→ **Work item**:
Give back exactly the lines running from the line with "ArchiveError::Format(msg.into())" to the end of the entries, and only those lines.

→ **Material for this exercise**:
//! Expression evaluation implementation
//!
//! This module handles evaluation of all expression forms:
//!
//! - Literals (integers, strings, booleans)
//! - Dotted variable paths, which never fail: unresolved paths are absent
//! - Unary and binary operators, delegated to [`ops`](crate::render::ops)
//! - `and` / `or`, which short-circuit and yield the deciding operand
//! - Function calls
//!
//! # Safety
//!
//! All arithmetic uses checked math, so overflow is reported as a render
//! error rather than panicking or wrapping.

use crate::context::value::Value;
use crate::parser::ast::*;
use crate::render::engine::Renderer;
use crate::render::errors::RenderError;

impl Renderer<'_> {
    /// Evaluate an expression and return its value
    pub(crate) fn evaluate_expr(&mut self, expr: &AstNode) -> Result<Value, RenderError> {
        match expr {
            AstNode::NumberLiteral(n, _) => Ok(Value::Integer(*n)),

            AstNode::StringLiteral(s, _) | AstNode::Text(s, _) => Ok(Value::String(s.clone())),

            AstNode::BooleanLiteral(b, _) => Ok(Value::Boolean(*b)),

            AstNode::Variable { path, .. } => {
                let value = self.scopes.lookup(path);
                if value.is_absent() {
                    tracing::trace!(path = %path.join("."), "unresolved variable");
                }
                Ok(value)
            }

            AstNode::UnaryOp {
                op,
                operand,
                location,
            } => {
                let value = self.evaluate_expr(operand)?;
                self.evaluate_unary_op(*op, value, *location)
            }

            AstNode::BinaryOp {
                op: BinOp::And,
                left,
                right,
                ..
            } => {
                let left_val = self.evaluate_expr(left)?;
                if !left_val.is_truthy() {
                    return Ok(left_val);
                }
                self.evaluate_expr(right)
            }

            AstNode::BinaryOp {
                op: BinOp::Or,
                left,
                right,
                ..
            } => {
                let left_val = self.evaluate_expr(left)?;
                if left_val.is_truthy() {
                    return Ok(left_val);
                }
                self.evaluate_expr(right)
            }

            AstNode::BinaryOp {
                op,
                left,
                right,
                location,
            } => {
                let left_val = self.evaluate_expr(left)?;
                let right_val = self.evaluate_expr(right)?;
                self.evaluate_binary_op(*op, left_val, right_val, *location)
            }

            AstNode::FunctionCall {
                name,
                args,
                location,
            } => self.call_function(name, args, *location),

            AstNode::If { location, .. }
            | AstNode::While { location, .. }
            | AstNode::List { location, .. }
            | AstNode::Assignment { location, .. }
            | AstNode::FunctionDef { location, .. }
            | AstNode::Return { location, .. }
            | AstNode::Print { location, .. }
            | AstNode::Include { location, .. }
            | AstNode::Parse { location, .. } => Err(RenderError::type_error(
                "a statement cannot be used as a value",
                *location,
            )),
        }
    }
}
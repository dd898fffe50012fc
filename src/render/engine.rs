// Rendering engine for compiled templates

use crate::context::{Context, ScopeStack};
use crate::context::value::Value;
use crate::loader::{normalize_path, Loader};
use crate::parser::ast::*;
use crate::parser::parse::CompileOptions;
use crate::render::constants::{MAX_CALL_DEPTH, MAX_INCLUDE_DEPTH, MAX_LOOP_ITERATIONS};
use crate::render::errors::RenderError;

/// Limits applied while rendering
#[derive(Debug, Clone, Copy, PartialEq, Eq)]
pub struct RenderOptions {
    /// Maximum nesting of `parse` statements
    pub max_include_depth: usize,
    /// Maximum nesting of function calls
    pub max_call_depth: usize,
    /// Iteration cap for each `while` loop; `None` disables the cap
    pub max_loop_iterations: Option<usize>,
}

impl Default for RenderOptions {
    fn default() -> Self {
        RenderOptions {
            max_include_depth: MAX_INCLUDE_DEPTH,
            max_call_depth: MAX_CALL_DEPTH,
            max_loop_iterations: Some(MAX_LOOP_ITERATIONS),
        }
    }
}

impl RenderOptions {
    pub fn with_max_include_depth(mut self, depth: usize) -> Self {
        self.max_include_depth = depth;
        self
    }

    pub fn with_max_call_depth(mut self, depth: usize) -> Self {
        self.max_call_depth = depth;
        self
    }

    pub fn with_max_loop_iterations(mut self, limit: Option<usize>) -> Self {
        self.max_loop_iterations = limit;
        self
    }
}

/// Result of rendering a node sequence
#[derive(Debug, Clone, PartialEq)]
pub(crate) enum ControlFlow {
    /// Keep rendering the following siblings
    Normal,
    /// A `return` ran; siblings are skipped up to the enclosing call
    Return(Value),
}

/// Renders compiled templates against one caller-owned [`Context`]
pub struct Renderer<'a> {
    /// Caller's context plus loop and call scopes
    pub(crate) scopes: ScopeStack<'a>,

    /// Source of `include` and `parse` targets
    pub(crate) loader: &'a dyn Loader,

    pub(crate) options: RenderOptions,

    /// Options for templates compiled by `parse`
    pub(crate) compile_options: CompileOptions,

    /// Normalized paths of the templates being rendered, outermost first
    pub(crate) include_stack: Vec<String>,

    /// Number of active `parse` statements
    pub(crate) include_depth: usize,
}

impl<'a> Renderer<'a> {
    pub fn new(context: &'a mut Context, loader: &'a dyn Loader) -> Self {
        Renderer {
            scopes: ScopeStack::new(context),
            loader,
            options: RenderOptions::default(),
            compile_options: CompileOptions::default(),
            include_stack: Vec::new(),
            include_depth: 0,
        }
    }

    pub fn with_options(mut self, options: RenderOptions) -> Self {
        self.options = options;
        self
    }

    pub fn with_compile_options(mut self, compile_options: CompileOptions) -> Self {
        self.compile_options = compile_options;
        self
    }

    /// Render a template to completion. On error nothing is returned; the
    /// context keeps any assignments made before the failure.
    pub fn render(&mut self, template: &Template) -> Result<String, RenderError> {
        let name = template.name().map(normalize_path);
        tracing::debug!(
            template = name.as_deref().unwrap_or("<inline>"),
            "rendering template"
        );

        if let Some(name) = &name {
            self.include_stack.push(name.clone());
        }
        let mut output = String::new();
        let result = self.render_block(&template.nodes, &mut output);
        if name.is_some() {
            self.include_stack.pop();
        }
        result?;

        tracing::debug!(bytes = output.len(), "rendered template");
        Ok(output)
    }

    /// Render `block` in order, stopping at the first `return`
    pub(crate) fn render_block(
        &mut self,
        block: &[AstNode],
        output: &mut String,
    ) -> Result<ControlFlow, RenderError> {
        for node in block {
            let flow = self.execute_statement(node, output)?;
            if !matches!(flow, ControlFlow::Normal) {
                return Ok(flow);
            }
        }
        Ok(ControlFlow::Normal)
    }

    /// Render a single node, appending any text it produces
    fn execute_statement(
        &mut self,
        node: &AstNode,
        output: &mut String,
    ) -> Result<ControlFlow, RenderError> {
        match node {
            AstNode::Text(text, _) => {
                output.push_str(text);
            }

            AstNode::If {
                condition,
                then_branch,
                else_branch,
                ..
            } => {
                return self.execute_if(condition, then_branch, else_branch.as_deref(), output);
            }

            AstNode::While {
                condition,
                body,
                location,
            } => {
                return self.execute_while(condition, body, *location, output);
            }

            AstNode::List {
                var,
                collection,
                reverse,
                body,
                location,
            } => {
                return self.execute_list(var, collection, *reverse, body, *location, output);
            }

            AstNode::Assignment { name, value, .. } => {
                self.execute_assignment(name, value)?;
            }

            AstNode::FunctionDef {
                name, params, body, ..
            } => {
                self.execute_function_def(name, params, body);
            }

            AstNode::Return { expr, .. } => {
                return self.execute_return(expr);
            }

            AstNode::Print { expr, location } => {
                self.execute_print(expr, *location, output)?;
            }

            AstNode::Include { path, location } => {
                self.execute_include(path, *location, output)?;
            }

            AstNode::Parse { path, location } => {
                self.execute_parse(path, *location, output)?;
            }

            // A call statement prints its result like `{{ f(x) }}`
            AstNode::NumberLiteral(..)
            | AstNode::StringLiteral(..)
            | AstNode::BooleanLiteral(..)
            | AstNode::Variable { .. }
            | AstNode::UnaryOp { .. }
            | AstNode::BinaryOp { .. }
            | AstNode::FunctionCall { .. } => {
                self.execute_print(node, *node.location(), output)?;
            }
        }

        Ok(ControlFlow::Normal)
    }
}

#[cfg(test)]
mod tests {
    use super::*;
    use crate::loader::MemoryLoader;
    use crate::parser::parse::compile;
    use crate::render::errors::ErrorKind;

    fn render_with(source: &str, context: &mut Context) -> Result<String, RenderError> {
        let template = compile(source).unwrap();
        let loader = MemoryLoader::new();
        Renderer::new(context, &loader).render(&template)
    }

    fn render(source: &str) -> Result<String, RenderError> {
        render_with(source, &mut Context::new())
    }

    #[test]
    fn test_text_passes_through() {
        assert_eq!(render("plain { text } %}").unwrap(), "plain { text } %}");
        assert_eq!(render("").unwrap(), "");
    }

    #[test]
    fn test_print_forms() {
        assert_eq!(render("{{ 1 }}{{ 'a' }}{{ true }}{% print false %}").unwrap(), "1atruefalse");
        assert_eq!(render("[{{ missing }}]").unwrap(), "[]");
    }

    #[test]
    fn test_top_level_assignment_persists() {
        let mut context = Context::new();
        assert_eq!(render_with("{% x = 2 * 3 %}{{ x }}", &mut context).unwrap(), "6");
        assert_eq!(context.get("x"), Some(&Value::Integer(6)));
    }

    #[test]
    fn test_error_discards_output() {
        let err = render("before{{ 1 / 0 }}after").unwrap_err();
        assert_eq!(err.kind(), ErrorKind::Arithmetic);
        assert_eq!(err.location(), SourceLocation::new(1, 12));
    }

    #[test]
    fn test_printing_a_list_is_a_type_error() {
        let mut context: Context = [("items", vec![1, 2])].into_iter().collect();
        let err = render_with("{{ items }}", &mut context).unwrap_err();
        assert_eq!(err.kind(), ErrorKind::Type);
    }

    #[test]
    fn test_options_builders() {
        let options = RenderOptions::default()
            .with_max_call_depth(3)
            .with_max_include_depth(2)
            .with_max_loop_iterations(None);
        assert_eq!(options.max_call_depth, 3);
        assert_eq!(options.max_include_depth, 2);
        assert_eq!(options.max_loop_iterations, None);
        assert_eq!(RenderOptions::default().max_loop_iterations, Some(MAX_LOOP_ITERATIONS));
    }
}
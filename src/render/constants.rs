// Default limits for the renderer

/// Maximum nesting of `parse` statements
/// Bounds indirect cycles such as a.html -> b.html -> a.html
pub const MAX_INCLUDE_DEPTH: usize = 16;

/// Maximum nesting of template function calls
pub const MAX_CALL_DEPTH: usize = 64;

/// Maximum iterations of a single `while` loop
pub const MAX_LOOP_ITERATIONS: usize = 100_000;
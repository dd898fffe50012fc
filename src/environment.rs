//! Template environment
//!
//! An [`Environment`] bundles a [`Loader`] with compile and render options so
//! templates can be loaded by path and rendered with consistent settings.

use crate::context::Context;
use crate::loader::{normalize_path, LoadError, Loader};
use crate::parser::ast::Template;
use crate::parser::parse::{compile_with, CompileError, CompileOptions};
use crate::render::engine::{RenderOptions, Renderer};
use crate::render::errors::{ErrorKind, RenderError};

/// Any failure of an operation that loads, compiles and renders
#[derive(Debug, Clone, PartialEq, thiserror::Error)]
pub enum Error {
    #[error(transparent)]
    Load(#[from] LoadError),
    #[error(transparent)]
    Compile(#[from] CompileError),
    #[error(transparent)]
    Render(#[from] RenderError),
}

impl Error {
    pub fn kind(&self) -> ErrorKind {
        match self {
            Error::Load(_) => ErrorKind::Io,
            Error::Compile(_) => ErrorKind::Syntax,
            Error::Render(err) => err.kind(),
        }
    }
}

/// Loader plus options shared by every template it serves
#[derive(Debug, Clone, Default)]
pub struct Environment<L> {
    loader: L,
    compile_options: CompileOptions,
    render_options: RenderOptions,
}

impl<L: Loader> Environment<L> {
    pub fn new(loader: L) -> Self {
        Environment {
            loader,
            compile_options: CompileOptions::default(),
            render_options: RenderOptions::default(),
        }
    }

    pub fn with_compile_options(mut self, options: CompileOptions) -> Self {
        self.compile_options = options;
        self
    }

    pub fn with_render_options(mut self, options: RenderOptions) -> Self {
        self.render_options = options;
        self
    }

    pub fn loader(&self) -> &L {
        &self.loader
    }

    pub fn compile_options(&self) -> &CompileOptions {
        &self.compile_options
    }

    pub fn render_options(&self) -> &RenderOptions {
        &self.render_options
    }

    /// Compile template text with this environment's options
    pub fn compile(&self, source: &str) -> Result<Template, CompileError> {
        compile_with(source, &self.compile_options)
    }

    /// Read and compile the template at `path`. The template remembers its
    /// path so a `parse` of itself is caught.
    pub fn load(&self, path: &str) -> Result<Template, Error> {
        let source = self.loader.read_text(path)?;
        let template = self.compile(&source)?;
        Ok(template.with_name(normalize_path(path)))
    }

    pub fn render(&self, template: &Template, context: &mut Context) -> Result<String, RenderError> {
        Renderer::new(context, &self.loader)
            .with_options(self.render_options)
            .with_compile_options(self.compile_options)
            .render(template)
    }

    /// Compile and render template text in one step
    pub fn render_str(&self, source: &str, context: &mut Context) -> Result<String, Error> {
        let template = self.compile(source)?;
        Ok(self.render(&template, context)?)
    }

    /// Load, compile and render the template at `path`
    pub fn render_file(&self, path: &str, context: &mut Context) -> Result<String, Error> {
        let template = self.load(path)?;
        Ok(self.render(&template, context)?)
    }
}

#[cfg(test)]
mod tests {
    use super::*;
    use crate::loader::MemoryLoader;

    fn env() -> Environment<MemoryLoader> {
        Environment::new(
            MemoryLoader::new()
                .with("base.html", "<{% parse 'body.html' %}>")
                .with("body.html", "{{ title }}")
                .with("loop.html", "{% parse 'loop.html' %}")
                .with("broken.html", "{% end %}"),
        )
    }

    #[test]
    fn test_render_file() {
        let mut context: Context = [("title", "Hi")].into_iter().collect();
        assert_eq!(env().render_file("base.html", &mut context).unwrap(), "<Hi>");
    }

    #[test]
    fn test_load_names_template() {
        let template = env().load("./body.html").unwrap();
        assert_eq!(template.name(), Some("body.html"));
    }

    #[test]
    fn test_named_template_parsing_itself() {
        let err = env().render_file("loop.html", &mut Context::new()).unwrap_err();
        assert!(matches!(err, Error::Render(RenderError::SelfInclusion { .. })));
        assert_eq!(err.kind(), ErrorKind::Recursion);
    }

    #[test]
    fn test_error_kinds() {
        let env = env();
        let err = env.render_file("missing.html", &mut Context::new()).unwrap_err();
        assert_eq!(err.kind(), ErrorKind::Io);
        let err = env.render_file("broken.html", &mut Context::new()).unwrap_err();
        assert!(matches!(err, Error::Compile(_)));
        assert_eq!(err.kind(), ErrorKind::Syntax);
    }

    #[test]
    fn test_options_are_applied() {
        let env = Environment::new(MemoryLoader::new())
            .with_compile_options(CompileOptions::default().with_trim_blocks(true))
            .with_render_options(RenderOptions::default().with_max_loop_iterations(Some(2)));
        assert_eq!(
            env.render_str("{% x = 1 %}\nvalue={{ x }}", &mut Context::new()).unwrap(),
            "value=1"
        );
        let err = env
            .render_str("{% while true %}{% end %}", &mut Context::new())
            .unwrap_err();
        assert_eq!(err.kind(), ErrorKind::Limit);
    }
}
//! Error taxonomy for opening, resolving and writing archives.
//!
//! Every variant is terminal for the call that produced it.  A checksum
//! failure means the byte source cannot be trusted any further, so nothing
//! here is retried internally.

use std::fmt;
use std::io;
use thiserror::Error;

use crate::codec::CodecError;

/// Which checksum gate rejected the input.
#[derive(Debug, Clone, Copy, PartialEq, Eq)]
pub enum ChecksumField {
    /// The 20-byte locator record inside the signature header.
    Locator,
    /// The raw metadata blob.
    Blob,
    /// The unpacked bytes of a single entry.
    Entry,
}

impl fmt::Display for ChecksumField {
    fn fmt(&self, f: &mut fmt::Formatter<'_>) -> fmt::Result {
        f.write_str(match self {
            ChecksumField::Locator => "locator",
            ChecksumField::Blob    => "header blob",
            ChecksumField::Entry   => "entry",
        })
    }
}

#[derive(Error, Debug)]
pub enum ArchiveError {
    #[error("Format error: {0}")]
    Format(String),
    #[error("Integrity error: {field} checksum mismatch (stored {expected:08x}, computed {actual:08x})")]
    Integrity {
        field:    ChecksumField,
        expected: u32,
        actual:   u32,
    },
    #[error("Truncated: expected {expected} bytes, read {actual}")]
    Truncated { expected: u64, actual: u64 },
    #[error("Codec error: {0}")]
    Codec(#[from] CodecError),
    #[error("Unsupported: {0}")]
    Unsupported(String),
    #[error("Archive is {0}")]
    Mode(&'static str),
    #[error("IO error: {0}")]
    Io(#[from] io::Error),
}

impl ArchiveError {
    pub(crate) fn format(msg: impl Into<String>) -> Self {
        ArchiveError::Format(msg.into())
    }

    /// `true` for a checksum failure on the given gate.
    pub fn is_integrity(&self, which: ChecksumField) -> bool {
        matches!(self, ArchiveError::Integrity { field, .. } if *field == which)
    }
}

pub type Result<T> = std::result::Result<T, ArchiveError>;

→ **Exercise answer**:
        ArchiveError::Format(msg.into())
    }

    /// `true` for a checksum failure on the given gate.
    pub fn is_integrity(&self, which: ChecksumField) -> bool {
        matches!(self, ArchiveError::Integrity { field, .. } if *field == which)
    }
}

pub type Result<T> = std::result::Result<T, ArchiveError>;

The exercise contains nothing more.